LITTLE ROCK, Ark. (AP) — Two condemned Arkansas killers who admit  they're guilty but fear their poor health could lead to extreme pain  during lethal injections set for Monday might become the first inmates  put to death in a double execution in the U.S. in more than 16 years.

Jack Jones and Marcel Williams are set to die in what would be the  second and third Arkansas inmates executed this month as part of the  state's aggressive plan to execute several inmates before one of its  lethal injection drugs expires.

The state executed Ledell Lee last week in the state's first use of  capital punishment since 2005. Gov. Asa Hutchinson originally scheduled  four double executions over an 11-day period in April. The eight  executions would have been the most by a state in such a compressed  period since the U.S. Supreme Court reinstated the death penalty in  1976. The state said the executions needed to be carried out before its  supply of the sedative midazolam expires on April 30.

The last time that a state put more than one inmate to death on the  same day was when Texas executed two condemned killers in August of  2000.

Williams was sent to death row for the 1994 rape and killing of  22-year-old Stacy Errickson.
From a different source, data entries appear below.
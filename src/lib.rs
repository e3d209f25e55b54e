//! Native bindings for an embedded dynamic runtime.
//!
//! `bindery` exposes Rust functions, methods and constructors to the runtime
//! modelled by [`bindery_core`]. Each bound callable's arity, parameter types
//! and return type are deduced from its Rust type; the generated trampoline
//! checks the argument count, converts the arguments, runs the callable and
//! converts the result back.
//!
//! # Example
//!
//! ```
//! use bindery::prelude::*;
//!
//! #[derive(NativeType)]
//! #[bindery(name = "Counter")]
//! struct Counter {
//!     count: i64,
//! }
//!
//! let mut vm = Vm::new();
//! Binder::new(&mut vm)
//!     .bind_class("Counter", |start: i64| Counter { count: start })?
//!     .bind("add", |c: &mut Counter, n: i64| c.count += n)?
//!     .bind("count", |c: &Counter| c.count)?;
//!
//! let counter = vm.call(&vm.class_value("Counter")?, "new", &[Value::Int(1)])?;
//! vm.call(&counter, "add", &[Value::Int(2)])?;
//! assert_eq!(vm.call(&counter, "count", &[])?, Value::Int(3));
//! # Ok::<(), Box<dyn std::error::Error>>(())
//! ```

extern crate self as bindery;

mod binder;
mod convert;
mod dispatch;
mod error;
mod options;
pub mod registry;
mod signature;

pub use binder::{Binder, ClassBinder, NoInstance};
pub use convert::{
    FromValue, IntoValue, NativeType, Original, Owned, Receiver, ReturnContext, ScriptType,
};
pub use dispatch::Constructed;
pub use error::{ConversionError, NativeError, RegistrationError};
pub use options::{BinderOptions, Coercion};
pub use registry::{BoundCallable, SharedRegistry, TypeDescriptor, TypeRegistry};
pub use signature::{
    ArgPack, Exclusive, MethodKind, NativeFunction, NativeMethod, Shared, Signature, Static,
    TypeInfo,
};

pub use bindery_core::{
    ArgSpec, CallContext, ClassFlags, ClassId, DataError, DataType, DefinitionError, NativeFn,
    ObjectRef, RuntimeError, TypeHash, Value, Vm,
};
pub use bindery_macros::NativeType;

/// Everything needed to bind native code and drive calls.
pub mod prelude {
    pub use crate::{
        Binder, BinderOptions, Coercion, NativeType, Original, Owned, Receiver,
        RegistrationError, RuntimeError, Value, Vm,
    };
}
//! Dynamic values as seen by the runtime.

use std::ffi::c_void;
use std::fmt;
use std::rc::Rc;

use super::{ClassId, ObjectRef};

/// A dynamically typed runtime value.
///
/// Integers are a single 64-bit representation and floats a single `f64`,
/// matching the runtime's loose numeric model. Strings share their bytes
/// through `Rc<str>`, so handing one to native code never copies the text.
#[derive(Clone, Debug)]
pub enum Value {
    /// `nil`
    Nil,
    /// `true` / `false`
    Bool(bool),
    /// Fixed-width integer
    Int(i64),
    /// Floating point number
    Float(f64),
    /// Immutable string
    Str(Rc<str>),
    /// Opaque native address, never dereferenced by the runtime
    CPtr(*mut c_void),
    /// Reference to a runtime object
    Object(ObjectRef),
    /// A class or module used as a value (receiver of class methods)
    Class(ClassId),
}

impl Value {
    /// Human-readable name of this value's dynamic type.
    pub fn type_name(&self) -> &'static str {
        match self {
            Value::Nil => "nil",
            Value::Bool(_) => "bool",
            Value::Int(_) => "int",
            Value::Float(_) => "float",
            Value::Str(_) => "string",
            Value::CPtr(_) => "cptr",
            Value::Object(_) => "object",
            Value::Class(_) => "class",
        }
    }

    /// Create a string value.
    pub fn str(s: &str) -> Self {
        Value::Str(Rc::from(s))
    }

    pub fn is_nil(&self) -> bool {
        matches!(self, Value::Nil)
    }

    /// Runtime truthiness: only `nil` and `false` are false.
    pub fn is_truthy(&self) -> bool {
        !matches!(self, Value::Nil | Value::Bool(false))
    }

    pub fn as_int(&self) -> Option<i64> {
        match self {
            Value::Int(v) => Some(*v),
            _ => None,
        }
    }

    pub fn as_float(&self) -> Option<f64> {
        match self {
            Value::Float(v) => Some(*v),
            _ => None,
        }
    }

    pub fn as_str(&self) -> Option<&str> {
        match self {
            Value::Str(s) => Some(s),
            _ => None,
        }
    }

    pub fn as_object(&self) -> Option<&ObjectRef> {
        match self {
            Value::Object(obj) => Some(obj),
            _ => None,
        }
    }
}

impl PartialEq for Value {
    fn eq(&self, other: &Self) -> bool {
        match (self, other) {
            (Value::Nil, Value::Nil) => true,
            (Value::Bool(a), Value::Bool(b)) => a == b,
            (Value::Int(a), Value::Int(b)) => a == b,
            (Value::Float(a), Value::Float(b)) => a == b,
            (Value::Str(a), Value::Str(b)) => a == b,
            (Value::CPtr(a), Value::CPtr(b)) => a == b,
            // Objects compare by identity
            (Value::Object(a), Value::Object(b)) => a.ptr_eq(b),
            (Value::Class(a), Value::Class(b)) => a == b,
            _ => false,
        }
    }
}

impl fmt::Display for Value {
    fn fmt(&self, f: &mut fmt::Formatter<'_>) -> fmt::Result {
        match self {
            Value::Nil => Ok(()),
            Value::Bool(v) => write!(f, "{}", v),
            Value::Int(v) => write!(f, "{}", v),
            Value::Float(v) if v.is_finite() && v.fract() == 0.0 => write!(f, "{:.1}", v),
            Value::Float(v) => write!(f, "{}", v),
            Value::Str(s) => f.write_str(s),
            Value::CPtr(p) => write!(f, "{:p}", *p),
            Value::Object(obj) => write!(f, "#<{}>", obj.class_name()),
            Value::Class(id) => write!(f, "#<Class:{}>", id.index()),
        }
    }
}

impl From<bool> for Value {
    fn from(v: bool) -> Self {
        Value::Bool(v)
    }
}

impl From<i64> for Value {
    fn from(v: i64) -> Self {
        Value::Int(v)
    }
}

impl From<i32> for Value {
    fn from(v: i32) -> Self {
        Value::Int(v as i64)
    }
}

impl From<f64> for Value {
    fn from(v: f64) -> Self {
        Value::Float(v)
    }
}

impl From<&str> for Value {
    fn from(v: &str) -> Self {
        Value::str(v)
    }
}

impl From<ObjectRef> for Value {
    fn from(obj: ObjectRef) -> Self {
        Value::Object(obj)
    }
}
He had kidnapped her from a gas station in  central Arkansas.

Authorities said Williams abducted and raped two other women in the  days before he was arrested in Errickson's death. Williams told the  state Parole Board last month he took responsibility for his crime.

"I wish I could take it back, but I can't," Williams told the board.

Jones was given the death penalty for the 1995 rape and killing of  Mary Phillips. He strangled her with the cord to a coffee pot.

In a letter earlier this month, Jones said he was ready to be killed by the state.